After the code bundle is linked into the collaboration, that code bundle is visible to anyone in the collaboration who can access a template that links the code bundle. Call VIEW_CODE_SPECS to list accessible code bundles in a collaboration.
Anyone who can see a code bundle in a collaboration can see and use it in their own templates in that collaboration. Any inline code can be viewed by any member of the collaboration, but staged artifact code can’t be viewed by collaborators.
The following code bundle spec that exposes a single Python UDF called normalize_value, which calls the normalize function defined in that spec:
CALL SAMOOHA_BY_SNOWFLAKE_LOCAL_DB.REGISTRY.REGISTER_CODE_SPEC(
$$
api_version: 2.0.0
spec_type: code_spec
name: custom_udf
version: v1
functions:
- name: normalize_value
type: UDF
language: PYTHON
handler: normalize
arguments:
- name: value
type: FLOAT
returns: FLOAT
code_body: |
def normalize(value):
return value / 100.0
$$
);
Create and register the calling template¶
After the code spec is registered, the collaborator then registers a template that uses this code bundle. To use a code bundle, add the bundle spec ID in the template’s code_specs field.
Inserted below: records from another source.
// signal.rs - RSSI conditioning per beacon.
//
// Each advert runs through the same pipeline: bounded history push,
// median outlier rejection, recency-weighted mean, then an EMA whose
// factor comes from the active movement profile. Quality is a blended
// score over the retained history and feeds the arrival thresholds.

use std::collections::{HashMap, VecDeque};

use crate::config::NavConfig;
use crate::movement::MovementState;
use crate::types::{BeaconAdvert, Route};

/// Conditioned view of one beacon, produced after every ingest.
#[derive(Clone, Copy, Debug, PartialEq)]
pub struct SignalReadout {
    pub smoothed_dbm: f64,
    pub quality: f64,
    pub detections: u32,
    pub last_seen: Option<f64>,
}

#[derive(Debug)]
struct BeaconSignal {
    history: VecDeque<f64>,
    smoothed_dbm: f64,
    seeded: bool,
    quality: f64,
    detections: u32,
    last_seen: Option<f64>,
}

impl BeaconSignal {
    /// State for a beacon that has never been heard, or whose signal
    /// timed out. Smoothed value pins to the no-signal floor.
    fn idle(config: &NavConfig) -> Self {
        Self {
            history: VecDeque::new(),
            smoothed_dbm: config.no_signal_floor_dbm,
            seeded: false,
            quality: 0.0,
            detections: 0,
            last_seen: None,
        }
    }

    fn readout(&self) -> SignalReadout {
        SignalReadout {
            smoothed_dbm: self.smoothed_dbm,
            quality: self.quality,
            detections: self.detections,
            last_seen: self.last_seen,
        }
    }
}

/// Holds one `BeaconSignal` per route waypoint. Adverts for ids outside
/// the route are dropped at the door.
#[derive(Debug)]
pub struct SignalSmoother {
    beacons: HashMap<String, BeaconSignal>,
}

impl SignalSmoother {
    pub fn new(route: &Route, config: &NavConfig) -> Self {
        let beacons = route
            .waypoints
            .iter()
            .map(|w| (w.id.clone(), BeaconSignal::idle(config)))
            .collect();
        Self { beacons }
    }

    /// Runs one advert through the conditioning pipeline and returns the
    /// updated readout. None for ids not on the route.
    pub fn ingest(
        &mut self,
        advert: &BeaconAdvert,
        movement: MovementState,
        config: &NavConfig,
    ) -> Option<SignalReadout> {
        let signal = match self.beacons.get_mut(&advert.waypoint_id) {
            Some(signal) => signal,
            None => {
                log::debug!("advert for unknown beacon {} dropped", advert.waypoint_id);
                return None;
            }
        };
        let profile = config.profile(movement);

        signal.history.push_back(advert.rssi_dbm as f64);
        while signal.history.len() > profile.history_size {
            signal.history.pop_front();
        }

        let retained = retained_history(&signal.history, config);
        let weighted = recency_weighted_mean(&retained, config.weight_ratio);
        if signal.seeded {
            signal.smoothed_dbm += profile.smoothing_factor * (weighted - signal.smoothed_dbm);
        } else {
            signal.smoothed_dbm = weighted;
            signal.seeded = true;
        }
        signal.detections += 1;
        signal.last_seen = Some(advert.timestamp);
        signal.quality = quality_score(signal.smoothed_dbm, signal.detections, &retained, config);
        Some(signal.readout())
    }

    pub fn readout(&self, waypoint_id: &str) -> Option<SignalReadout> {
        self.beacons.get(waypoint_id).map(|s| s.readout())
    }

    /// Expires beacons silent for longer than the device timeout and
    /// returns their ids. Already-idle beacons have no `last_seen`, so
    /// running the sweep twice at the same clock is a no-op.
    pub fn sweep(&mut self, now: f64, config: &NavConfig) -> Vec<String> {
        let mut expired: Vec<String> = self
            .beacons
            .iter()
            .filter(|(_, signal)| {
                signal
                    .last_seen
                    .is_some_and(|seen| now - seen > config.device_timeout_secs)
            })
            .map(|(id, _)| id.clone())
            .collect();
        expired.sort();
        for id in &expired {
            if let Some(signal) = self.beacons.get_mut(id) {
                *signal = BeaconSignal::idle(config);
            }
        }
        expired
    }

    /// Drops every beacon back to idle, as after a platform scan restart.
    pub fn restart(&mut self, config: &NavConfig) {
        for signal in self.beacons.values_mut() {
            *signal = BeaconSignal::idle(config);
        }
    }
}

/// History minus median outliers. Short histories pass through whole;
/// if the filter would discard everything, it keeps everything instead.
fn retained_history(history: &VecDeque<f64>, config: &NavConfig) -> Vec<f64> {
    let values: Vec<f64> = history.iter().copied().collect();
    if values.len() < config.outlier_min_history {
        return values;
    }
    let center = median(&values);
    let kept: Vec<f64> = values
        .iter()
        .copied()
        .filter(|v| (v - center).abs() <= config.outlier_threshold_db)
        .collect();
    if kept.is_empty() {
        values
    } else {
        kept
    }
}

fn median(values: &[f64]) -> f64 {
    let mut sorted = values.to_vec();
    sorted.sort_by(|a, b| a.total_cmp(b));
    let mid = sorted.len() / 2;
    if sorted.len() % 2 == 0 {
        (sorted[mid - 1] + sorted[mid]) / 2.0
    } else {
        sorted[mid]
    }
}

/// Mean with weights growing by `ratio` toward the newest sample.
fn recency_weighted_mean(values: &[f64], ratio: f64) -> f64 {
    let mut weight = 1.0;
    let mut sum = 0.0;
    let mut total = 0.0;
    for value in values {
        sum += value * weight;
        total += weight;
        weight *= ratio;
    }
    sum / total
}

fn variance(values: &[f64]) -> f64 {
    if values.is_empty() {
        return 0.0;
    }
    let mean = values.iter().sum::<f64>() / values.len() as f64;
    values.iter().map(|v| (v - mean).powi(2)).sum::<f64>() / values.len() as f64
}

/// 0.4 consistency + 0.4 strength + 0.2 frequency, all in [0, 1].
/// Below the minimum sample count the score is a fixed low default
/// rather than a guess from too little data.
fn quality_score(smoothed_dbm: f64, detections: u32, retained: &[f64], config: &NavConfig) -> f64 {
    if detections < config.quality_min_samples {
        return config.default_quality;
    }
    let consistency = 1.0 / (1.0 + variance(retained) / config.consistency_scale);
    let span = config.strength_ceiling_dbm - config.strength_floor_dbm;
    let strength = ((smoothed_dbm - config.strength_floor_dbm) / span).clamp(0.0, 1.0);
    let frequency = (f64::from(detections) / f64::from(config.frequency_saturation)).min(1.0);
    0.4 * consistency + 0.4 * strength + 0.2 * frequency
}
A template calls a custom function using the syntax cleanroom.spec_name$function_name. Note the literal . and $ name scoping marks.
Note
Use the spec name, not the spec ID, to reference a function in your template.
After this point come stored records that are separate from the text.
use crate::config::NavConfig;
use crate::geomath;
use crate::movement::MovementState;
use crate::types::{FilteredPosition, LatLon};

/// Watches the smoothed distance to the destination and latches
/// `reached` after enough consecutive in-threshold updates. The latch
/// is permanent for the session; distance keeps updating afterwards so
/// the UI can still show it.
#[derive(Debug)]
pub struct DestinationEvaluator {
    destination: LatLon,
    smoothed_m: Option<f64>,
    stable_count: u32,
    reached: bool,
}

impl DestinationEvaluator {
    pub fn new(destination: LatLon) -> Self {
        Self {
            destination,
            smoothed_m: None,
            stable_count: 0,
            reached: false,
        }
    }

    /// Feeds one filtered position. Returns true only on the update
    /// that latches `reached`.
    pub fn update(
        &mut self,
        position: &FilteredPosition,
        movement: MovementState,
        config: &NavConfig,
    ) -> bool {
        let raw = geomath::haversine_m(
            position.latitude,
            position.longitude,
            self.destination.latitude,
            self.destination.longitude,
        );
        let profile = config.profile(movement);
        let smoothed = match self.smoothed_m {
            // Larger swings get a larger alpha so a real approach is not
            // dragged out by the smoothing.
            Some(prev) => {
                let alpha = (profile.distance_alpha
                    + config.distance_alpha_gain * (raw - prev).abs())
                .min(config.distance_alpha_max);
                prev + alpha * (raw - prev)
            }
            None => raw,
        };
        self.smoothed_m = Some(smoothed);

        if self.reached {
            return false;
        }
        if smoothed <= profile.gps_reach_threshold_m {
            self.stable_count += 1;
        } else {
            self.stable_count = 0;
        }
        if self.stable_count >= profile.arrival_stable_samples {
            self.reached = true;
            log::info!("destination reached at {smoothed:.1}m");
            return true;
        }
        false
    }

    /// None until the first position arrives.
    pub fn distance_m(&self) -> Option<f64> {
        self.smoothed_m
    }

    pub fn is_reached(&self) -> bool {
        self.reached
    }

    pub fn reset(&mut self) {
        self.smoothed_m = None;
        self.stable_count = 0;
        self.reached = false;
    }
}
use serde::{Deserialize, Serialize};

/// One raw location sample from the platform location source.
#[derive(Clone, Debug, Serialize, Deserialize)]
pub struct GeoFix {
    pub timestamp: f64,
    pub latitude: f64,
    pub longitude: f64,
    /// Horizontal accuracy radius in meters, larger is worse.
    pub accuracy: f64,
}

/// One compass report. `heading_deg` is None while the compass is
/// uncalibrated or unavailable.
#[derive(Clone, Debug, Serialize, Deserialize)]
pub struct HeadingSample {
    pub timestamp: f64,
    pub heading_deg: Option<f64>,
}

/// One BLE detection, already resolved to a waypoint id by the scan layer.
#[derive(Clone, Debug, Serialize, Deserialize)]
pub struct BeaconAdvert {
    pub waypoint_id: String,
    pub rssi_dbm: i32,
    pub timestamp: f64,
}

#[derive(Clone, Copy, Debug, PartialEq, Serialize, Deserialize)]
pub struct LatLon {
    pub latitude: f64,
    pub longitude: f64,
}

/// One checkpoint along a route. `ordinal` is 1-based and defines
/// traversal order.
#[derive(Clone, Debug, PartialEq, Serialize, Deserialize)]
pub struct Waypoint {
    pub id: String,
    pub label: String,
    pub ordinal: u32,
}

/// Ordered waypoint list plus the destination coordinates. Waypoints
/// must arrive sorted by ordinal; `start()` rejects anything else.
#[derive(Clone, Debug, Serialize, Deserialize)]
pub struct Route {
    pub waypoints: Vec<Waypoint>,
    pub destination: LatLon,
}

/// Smoothed position estimate produced by the position filter.
#[derive(Clone, Copy, Debug, PartialEq, Serialize, Deserialize)]
pub struct FilteredPosition {
    pub latitude: f64,
    pub longitude: f64,
    pub updated_at: f64,
}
In the following example, a template uses function normalize_value from the code bundle custom_udf:
CALL SAMOOHA_BY_SNOWFLAKE_LOCAL_DB.REGISTRY.REGISTER_TEMPLATE(
$$
api_version: 2.0.0
spec_type: template
name: normalization_template
version: v1
type: sql_analysis
code_specs:
- custom_udf_v1 -- Imports the code bundle.
template: |
SELECT cleanroom.custom_udf$normalize_value(metric, 0, 100) -- Calls the UDF.
AS normalized
FROM {{ source_tables[0] }}
$$
);
Add the template to a collaboration¶
Add the template that calls your function to the collaboration in the standard way. For more information, see Templates.
Snowflake validates and uploads to the collaboration when the calling template is added to a collaboration. Snowflake scans uploaded code for security issues before installing the code.
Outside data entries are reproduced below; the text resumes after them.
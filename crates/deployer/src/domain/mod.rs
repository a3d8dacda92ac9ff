//! Deploying a contract, independent of how the chain is reached.

use {
    alloy::primitives::{Address, B256, Bytes, U256},
    anyhow::Result,
    std::time::Duration,
};

pub mod error;
mod runner;

pub use {error::DeploymentFailure, runner::deploy};

/// The contract deployed when no other name is configured.
pub const DEFAULT_CONTRACT: &str = "RealEstateTokenization";

#[derive(Debug, Clone)]
pub struct Config {
    /// Name of the contract whose artifact gets deployed.
    pub contract: String,
    /// How long to wait for the deployment transaction to be mined before
    /// giving up.
    pub confirmation_timeout: Duration,
}

impl Default for Config {
    fn default() -> Self {
        Self {
            contract: DEFAULT_CONTRACT.to_string(),
            confirmation_timeout: Duration::from_secs(300),
        }
    }
}

/// The account that signs the deployment.
#[derive(Debug, Clone, Copy, PartialEq, Eq)]
pub struct Deployer {
    pub address: Address,
    /// Balance in wei at the time the deployment started.
    pub balance: U256,
}

/// Everything needed to build a deployment transaction for one contract.
#[derive(Debug, Clone, PartialEq, Eq)]
pub struct ContractFactory {
    pub name: String,
    /// Creation bytecode.
    pub bytecode: Bytes,
}

impl From<contracts::Artifact> for ContractFactory {
    fn from(artifact: contracts::Artifact) -> Self {
        Self {
            name: artifact.contract_name,
            bytecode: artifact.bytecode,
        }
    }
}

/// A deployment transaction that was sent but not yet mined. The contract
/// does not exist at `expected_address` until the transaction is confirmed.
#[derive(Debug, Clone, Copy, PartialEq, Eq)]
pub struct PendingDeployment {
    pub tx_hash: B256,
    pub expected_address: Address,
}

/// A contract whose deployment transaction was mined successfully.
#[derive(Debug, Clone, Copy, PartialEq, Eq)]
pub struct Deployment {
    pub address: Address,
    pub tx_hash: B256,
    pub block: Option<u64>,
}

/// The chain and the accounts the deployment is executed with.
#[cfg_attr(test, mockall::automock)]
#[async_trait::async_trait]
pub trait Network: Send + Sync {
    /// Accounts able to sign transactions. The first one deploys.
    async fn signers(&self) -> Result<Vec<Address>>;

    /// Current balance of `account` in wei.
    async fn balance(&self, account: Address) -> Result<U256>;

    /// Resolves the factory for the contract with the given name.
    fn factory(&self, contract: &str) -> Result<ContractFactory>;

    /// Sends the transaction creating the contract without constructor
    /// arguments. Returns as soon as the node accepted the transaction.
    async fn deploy(
        &self,
        deployer: Address,
        factory: &ContractFactory,
    ) -> Result<PendingDeployment>;

    /// Waits until the deployment transaction is mined.
    async fn confirm(&self, pending: PendingDeployment) -> Result<Deployment>;
}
The following example shows a request to add a template to an existing collaboration:
CALL SAMOOHA_BY_SNOWFLAKE_LOCAL_DB.COLLABORATION.ADD_TEMPLATE_REQUEST(
'my_collaboration',
'normalization_template_v1',
['consumer']
);
Submit a new version of your code bundle¶
Every registered code spec must have a unique name + version across all registries in your account. A template loads a specific name and version of a code spec. If you want to create or consume a new version of your code, you must submit a new version of the template that references the new code version in the code_specs field. You don’t need to change the template body. For example:
Step 1: Consume version 1 of the code bundle:
CALL SAMOOHA_BY_SNOWFLAKE_LOCAL_DB.REGISTRY.REGISTER_TEMPLATE(
$$
api_version: 2.0.0
spec_type: template
name: normalization_template
version: v1
type: sql_analysis
code_specs:
- custom_udf_v1 -- Bundle ID includes the version number.
template: |
SELECT cleanroom.custom_udf$normalize_value(metric, 0, 100) -- Calls the UDF.
AS normalized
FROM {{ source_tables[0] }}
$$
);
Step 2: Update and register the new version of your code bundle, and then update your template to use the new version:
CALL SAMOOHA_BY_SNOWFLAKE_LOCAL_DB.REGISTRY.REGISTER_TEMPLATE(
$$
api_version: 2.0.0
spec_type: template
name: normalization_template
version: v2 -- Update the template version.
type: sql_analysis
code_specs:
- custom_udf_v2 -- Use the new code bundle.
template: |
SELECT cleanroom.custom_udf$normalize_value(metric, 0, 100) -- No change needed here.
AS normalized
FROM {{ source_tables[0] }}
$$
);
Notice that function names don’t include the version, so you don’t need to change the calling code in the template body when you upload a new version of a function.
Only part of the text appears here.